(Items from a data source)
Content starts

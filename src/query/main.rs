//! Query server for district lookups.
//!
//! Provides an HTTP API mapping addresses (via a geocoder) or raw
//! latitude/longitude to the congressional districts containing them.

use std::path::PathBuf;
use std::sync::Arc;

use anyhow::{Context, Result};
use axum::{
    extract::{Query, State},
    http::{header, StatusCode},
    response::{IntoResponse, Json, Response},
    routing::get,
    Router,
};
use clap::Parser;
use serde::{Deserialize, Serialize};
use tower_http::cors::CorsLayer;
use tower_http::trace::TraceLayer;
use tracing::{info, Level};
use tracing_subscriber::FmtSubscriber;

use district_pip::config::{Config, GeocoderBackend, Overrides};
use district_pip::geocode::ConfiguredGeocoder;
use district_pip::{BoundaryCollection, DistrictLookup, DistrictResolver, GeocodingError};

mod render;
use render::{DistrictResponse, OutputFormat};

#[derive(Parser, Debug)]
#[command(name = "query")]
#[command(about = "Congressional district lookup server")]
struct Args {
    /// TOML config file
    #[arg(short, long)]
    config: Option<PathBuf>,

    /// Census shapefile base name (overrides config)
    #[arg(long)]
    dataset: Option<PathBuf>,

    /// Listen address (overrides config)
    #[arg(short, long)]
    listen: Option<String>,

    /// Geocoder backend (overrides config)
    #[arg(long)]
    geocoder: Option<GeocoderBackend>,

    /// Geocoder API key (overrides config)
    #[arg(long)]
    api_key: Option<String>,

    /// Test the closing edge of rings stored open
    #[arg(long)]
    close_rings: bool,

    /// Debug logging
    #[arg(short, long)]
    verbose: bool,
}

impl Args {
    fn into_config(self) -> Result<Config> {
        let overrides = Overrides {
            dataset: self.dataset,
            close_rings: self.close_rings,
            geocoder: self.geocoder,
            api_key: self.api_key,
            listen: self.listen,
        };
        Config::resolve(self.config.as_deref(), overrides)
    }
}

/// Application state shared across handlers
struct AppState {
    resolver: DistrictResolver,
    geocoder: ConfiguredGeocoder,
}

#[tokio::main]
async fn main() -> Result<()> {
    let args = Args::parse();

    // Initialize logging
    let subscriber = FmtSubscriber::builder()
        .with_max_level(if args.verbose { Level::DEBUG } else { Level::INFO })
        .finish();
    tracing::subscriber::set_global_default(subscriber)?;

    let config = args.into_config()?;

    info!("District Query Server");
    info!("Loading boundaries from {}", config.dataset.path.display());

    let collection = BoundaryCollection::open(&config.dataset.path, config.dataset.load_options())
        .context("Failed to load census boundaries")?;
    let resolver = DistrictResolver::new(Arc::new(collection));

    let geocoder = ConfiguredGeocoder::from_config(&config.geocoder)
        .context("Failed to set up geocoder")?;
    info!("Using {} geocoder", geocoder.name());

    let state = Arc::new(AppState { resolver, geocoder });

    let app = Router::new()
        .route("/health", get(health_handler))
        .route("/v1/district", get(address_handler))
        .route("/v1/district/point", get(point_handler))
        .layer(CorsLayer::permissive())
        .layer(TraceLayer::new_for_http())
        .with_state(state);

    info!("Starting server on {}", config.server.listen);

    let listener = tokio::net::TcpListener::bind(&config.server.listen).await?;
    axum::serve(listener, app).await?;

    Ok(())
}

/// Health check endpoint
async fn health_handler(State(state): State<Arc<AppState>>) -> Json<HealthResponse> {
    Json(HealthResponse {
        status: "ok",
        boundaries: state.resolver.collection().len(),
    })
}

#[derive(Serialize)]
struct HealthResponse {
    status: &'static str,
    boundaries: usize,
}

#[derive(Deserialize)]
struct AddressQueryParams {
    /// Address in any format the geocoder accepts
    address: Option<String>,
    /// "json" (default) or "xml"
    output: Option<String>,
}

#[derive(Deserialize)]
struct PointQueryParams {
    lat: f64,
    lng: f64,
    output: Option<String>,
}

/// Address -> districts
async fn address_handler(
    State(state): State<Arc<AppState>>,
    Query(params): Query<AddressQueryParams>,
) -> Result<Response, ApiError> {
    let address = params.address.ok_or(ApiError::MissingAddress)?;
    let format = OutputFormat::parse(params.output.as_deref()).ok_or(ApiError::InvalidOutput)?;

    let lookup = state
        .resolver
        .resolve_address(&address, &state.geocoder)
        .await
        .map_err(|e| {
            tracing::warn!("Geocoding {:?} failed: {}", address, e);
            ApiError::Geocoding(e)
        })?;

    Ok(respond(format, Some(&address), &lookup))
}

/// Latitude/longitude -> districts
async fn point_handler(
    State(state): State<Arc<AppState>>,
    Query(params): Query<PointQueryParams>,
) -> Result<Response, ApiError> {
    let format = OutputFormat::parse(params.output.as_deref()).ok_or(ApiError::InvalidOutput)?;
    let lookup = state.resolver.resolve_point(params.lat, params.lng);
    Ok(respond(format, None, &lookup))
}

fn respond(format: OutputFormat, address: Option<&str>, lookup: &DistrictLookup) -> Response {
    let body = DistrictResponse::new(address, lookup);
    match format {
        OutputFormat::Json => Json(body).into_response(),
        OutputFormat::Xml => ([(header::CONTENT_TYPE, "text/xml")], body.to_xml()).into_response(),
    }
}

/// Request failures, rendered as plain text
#[derive(Debug)]
enum ApiError {
    MissingAddress,
    InvalidOutput,
    Geocoding(GeocodingError),
}

impl ApiError {
    fn status(&self) -> StatusCode {
        match self {
            ApiError::MissingAddress | ApiError::InvalidOutput => StatusCode::BAD_REQUEST,
            ApiError::Geocoding(e) => match e {
                GeocodingError::EmptyAddress
                | GeocodingError::UnknownAddress
                | GeocodingError::ProhibitedAddress => StatusCode::UNPROCESSABLE_ENTITY,
                GeocodingError::RateLimited => StatusCode::SERVICE_UNAVAILABLE,
                GeocodingError::BadCredentials => StatusCode::INTERNAL_SERVER_ERROR,
                GeocodingError::Server(_) | GeocodingError::Unclassified { .. } => {
                    StatusCode::BAD_GATEWAY
                }
            },
        }
    }

    fn message(&self) -> String {
        match self {
            ApiError::MissingAddress => "error: must provide address parameter".to_string(),
            ApiError::InvalidOutput => "error: invalid output parameter specified".to_string(),
            ApiError::Geocoding(e) => format!("error: GeocodingError: {} - {}", e.code(), e),
        }
    }
}

impl IntoResponse for ApiError {
    fn into_response(self) -> Response {
        (self.status(), self.message()).into_response()
    }
}

#[cfg(test)]
mod tests {
    use super::*;

    #[test]
    fn test_error_statuses() {
        assert_eq!(ApiError::MissingAddress.status(), StatusCode::BAD_REQUEST);
        assert_eq!(
            ApiError::Geocoding(GeocodingError::UnknownAddress).status(),
            StatusCode::UNPROCESSABLE_ENTITY
        );
        assert_eq!(
            ApiError::Geocoding(GeocodingError::Server("x".into())).status(),
            StatusCode::BAD_GATEWAY
        );
    }

    #[test]
    fn test_error_messages() {
        assert_eq!(
            ApiError::MissingAddress.message(),
            "error: must provide address parameter"
        );
        assert_eq!(
            ApiError::Geocoding(GeocodingError::UnknownAddress).message(),
            "error: GeocodingError: 602 - Unknown Address"
        );
    }

    #[test]
    fn test_args_require_dataset_without_config() {
        let args = Args::parse_from(["query"]);
        assert!(args.into_config().is_err());

        let args = Args::parse_from(["query", "--dataset", "cd99_110", "--geocoder", "google_maps"]);
        let config = args.into_config().unwrap();
        assert_eq!(config.dataset.path, PathBuf::from("cd99_110"));
        assert_eq!(config.geocoder.backend, GeocoderBackend::GoogleMaps);
    }
}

Content ends

_THE PROBLEM_
The entire set of records should be returned exactly.

_SOLUTION TO THIS EXERCISE_
filename src/query/main.rs
//! Query server for district lookups.
//!
//! Provides an HTTP API mapping addresses (via a geocoder) or raw
//! latitude/longitude to the congressional districts containing them.

use std::path::PathBuf;
use std::sync::Arc;

use anyhow::{Context, Result};
use axum::{
    extract::{Query, State},
    http::{header, StatusCode},
    response::{IntoResponse, Json, Response},
    routing::get,
    Router,
};
use clap::Parser;
use serde::{Deserialize, Serialize};
use tower_http::cors::CorsLayer;
use tower_http::trace::TraceLayer;
use tracing::{info, Level};
use tracing_subscriber::FmtSubscriber;

use district_pip::config::{Config, GeocoderBackend, Overrides};
use district_pip::geocode::ConfiguredGeocoder;
use district_pip::{BoundaryCollection, DistrictLookup, DistrictResolver, GeocodingError};

mod render;
use render::{DistrictResponse, OutputFormat};

#[derive(Parser, Debug)]
#[command(name = "query")]
#[command(about = "Congressional district lookup server")]
struct Args {
    /// TOML config file
    #[arg(short, long)]
    config: Option<PathBuf>,

    /// Census shapefile base name (overrides config)
    #[arg(long)]
    dataset: Option<PathBuf>,

    /// Listen address (overrides config)
    #[arg(short, long)]
    listen: Option<String>,

    /// Geocoder backend (overrides config)
    #[arg(long)]
    geocoder: Option<GeocoderBackend>,

    /// Geocoder API key (overrides config)
    #[arg(long)]
    api_key: Option<String>,

    /// Test the closing edge of rings stored open
    #[arg(long)]
    close_rings: bool,

    /// Debug logging
    #[arg(short, long)]
    verbose: bool,
}

impl Args {
    fn into_config(self) -> Result<Config> {
        let overrides = Overrides {
            dataset: self.dataset,
            close_rings: self.close_rings,
            geocoder: self.geocoder,
            api_key: self.api_key,
            listen: self.listen,
        };
        Config::resolve(self.config.as_deref(), overrides)
    }
}

/// Application state shared across handlers
struct AppState {
    resolver: DistrictResolver,
    geocoder: ConfiguredGeocoder,
}

#[tokio::main]
async fn main() -> Result<()> {
    let args = Args::parse();

    // Initialize logging
    let subscriber = FmtSubscriber::builder()
        .with_max_level(if args.verbose { Level::DEBUG } else { Level::INFO })
        .finish();
    tracing::subscriber::set_global_default(subscriber)?;

    let config = args.into_config()?;

    info!("District Query Server");
    info!("Loading boundaries from {}", config.dataset.path.display());

    let collection = BoundaryCollection::open(&config.dataset.path, config.dataset.load_options())
        .context("Failed to load census boundaries")?;
    let resolver = DistrictResolver::new(Arc::new(collection));

    let geocoder = ConfiguredGeocoder::from_config(&config.geocoder)
        .context("Failed to set up geocoder")?;
    info!("Using {} geocoder", geocoder.name());

    let state = Arc::new(AppState { resolver, geocoder });

    let app = Router::new()
        .route("/health", get(health_handler))
        .route("/v1/district", get(address_handler))
        .route("/v1/district/point", get(point_handler))
        .layer(CorsLayer::permissive())
        .layer(TraceLayer::new_for_http())
        .with_state(state);

    info!("Starting server on {}", config.server.listen);

    let listener = tokio::net::TcpListener::bind(&config.server.listen).await?;
    axum::serve(listener, app).await?;

    Ok(())
}

/// Health check endpoint
async fn health_handler(State(state): State<Arc<AppState>>) -> Json<HealthResponse> {
    Json(HealthResponse {
        status: "ok",
        boundaries: state.resolver.collection().len(),
    })
}

#[derive(Serialize)]
struct HealthResponse {
    status: &'static str,
    boundaries: usize,
}

#[derive(Deserialize)]
struct AddressQueryParams {
    /// Address in any format the geocoder accepts
    address: Option<String>,
    /// "json" (default) or "xml"
    output: Option<String>,
}

#[derive(Deserialize)]
struct PointQueryParams {
    lat: f64,
    lng: f64,
    output: Option<String>,
}

/// Address -> districts
async fn address_handler(
    State(state): State<Arc<AppState>>,
    Query(params): Query<AddressQueryParams>,
) -> Result<Response, ApiError> {
    let address = params.address.ok_or(ApiError::MissingAddress)?;
    let format = OutputFormat::parse(params.output.as_deref()).ok_or(ApiError::InvalidOutput)?;

    let lookup = state
        .resolver
        .resolve_address(&address, &state.geocoder)
        .await
        .map_err(|e| {
            tracing::warn!("Geocoding {:?} failed: {}", address, e);
            ApiError::Geocoding(e)
        })?;

    Ok(respond(format, Some(&address), &lookup))
}

/// Latitude/longitude -> districts
async fn point_handler(
    State(state): State<Arc<AppState>>,
    Query(params): Query<PointQueryParams>,
) -> Result<Response, ApiError> {
    let format = OutputFormat::parse(params.output.as_deref()).ok_or(ApiError::InvalidOutput)?;
    let lookup = state.resolver.resolve_point(params.lat, params.lng);
    Ok(respond(format, None, &lookup))
}

fn respond(format: OutputFormat, address: Option<&str>, lookup: &DistrictLookup) -> Response {
    let body = DistrictResponse::new(address, lookup);
    match format {
        OutputFormat::Json => Json(body).into_response(),
        OutputFormat::Xml => ([(header::CONTENT_TYPE, "text/xml")], body.to_xml()).into_response(),
    }
}

/// Request failures, rendered as plain text
#[derive(Debug)]
enum ApiError {
    MissingAddress,
    InvalidOutput,
    Geocoding(GeocodingError),
}

impl ApiError {
    fn status(&self) -> StatusCode {
        match self {
            ApiError::MissingAddress | ApiError::InvalidOutput => StatusCode::BAD_REQUEST,
            ApiError::Geocoding(e) => match e {
                GeocodingError::EmptyAddress
                | GeocodingError::UnknownAddress
                | GeocodingError::ProhibitedAddress => StatusCode::UNPROCESSABLE_ENTITY,
                GeocodingError::RateLimited => StatusCode::SERVICE_UNAVAILABLE,
                GeocodingError::BadCredentials => StatusCode::INTERNAL_SERVER_ERROR,
                GeocodingError::Server(_) | GeocodingError::Unclassified { .. } => {
                    StatusCode::BAD_GATEWAY
                }
            },
        }
    }

    fn message(&self) -> String {
        match self {
            ApiError::MissingAddress => "error: must provide address parameter".to_string(),
            ApiError::InvalidOutput => "error: invalid output parameter specified".to_string(),
            ApiError::Geocoding(e) => format!("error: GeocodingError: {} - {}", e.code(), e),
        }
    }
}

impl IntoResponse for ApiError {
    fn into_response(self) -> Response {
        (self.status(), self.message()).into_response()
    }
}

#[cfg(test)]
mod tests {
    use super::*;

    #[test]
    fn test_error_statuses() {
        assert_eq!(ApiError::MissingAddress.status(), StatusCode::BAD_REQUEST);
        assert_eq!(
            ApiError::Geocoding(GeocodingError::UnknownAddress).status(),
            StatusCode::UNPROCESSABLE_ENTITY
        );
        assert_eq!(
            ApiError::Geocoding(GeocodingError::Server("x".into())).status(),
            StatusCode::BAD_GATEWAY
        );
    }

    #[test]
    fn test_error_messages() {
        assert_eq!(
            ApiError::MissingAddress.message(),
            "error: must provide address parameter"
        );
        assert_eq!(
            ApiError::Geocoding(GeocodingError::UnknownAddress).message(),
            "error: GeocodingError: 602 - Unknown Address"
        );
    }

    #[test]
    fn test_args_require_dataset_without_config() {
        let args = Args::parse_from(["query"]);
        assert!(args.into_config().is_err());

        let args = Args::parse_from(["query", "--dataset", "cd99_110", "--geocoder", "google_maps"]);
        let config = args.into_config().unwrap();
        assert_eq!(config.dataset.path, PathBuf::from("cd99_110"));
        assert_eq!(config.geocoder.backend, GeocoderBackend::GoogleMaps);
    }
}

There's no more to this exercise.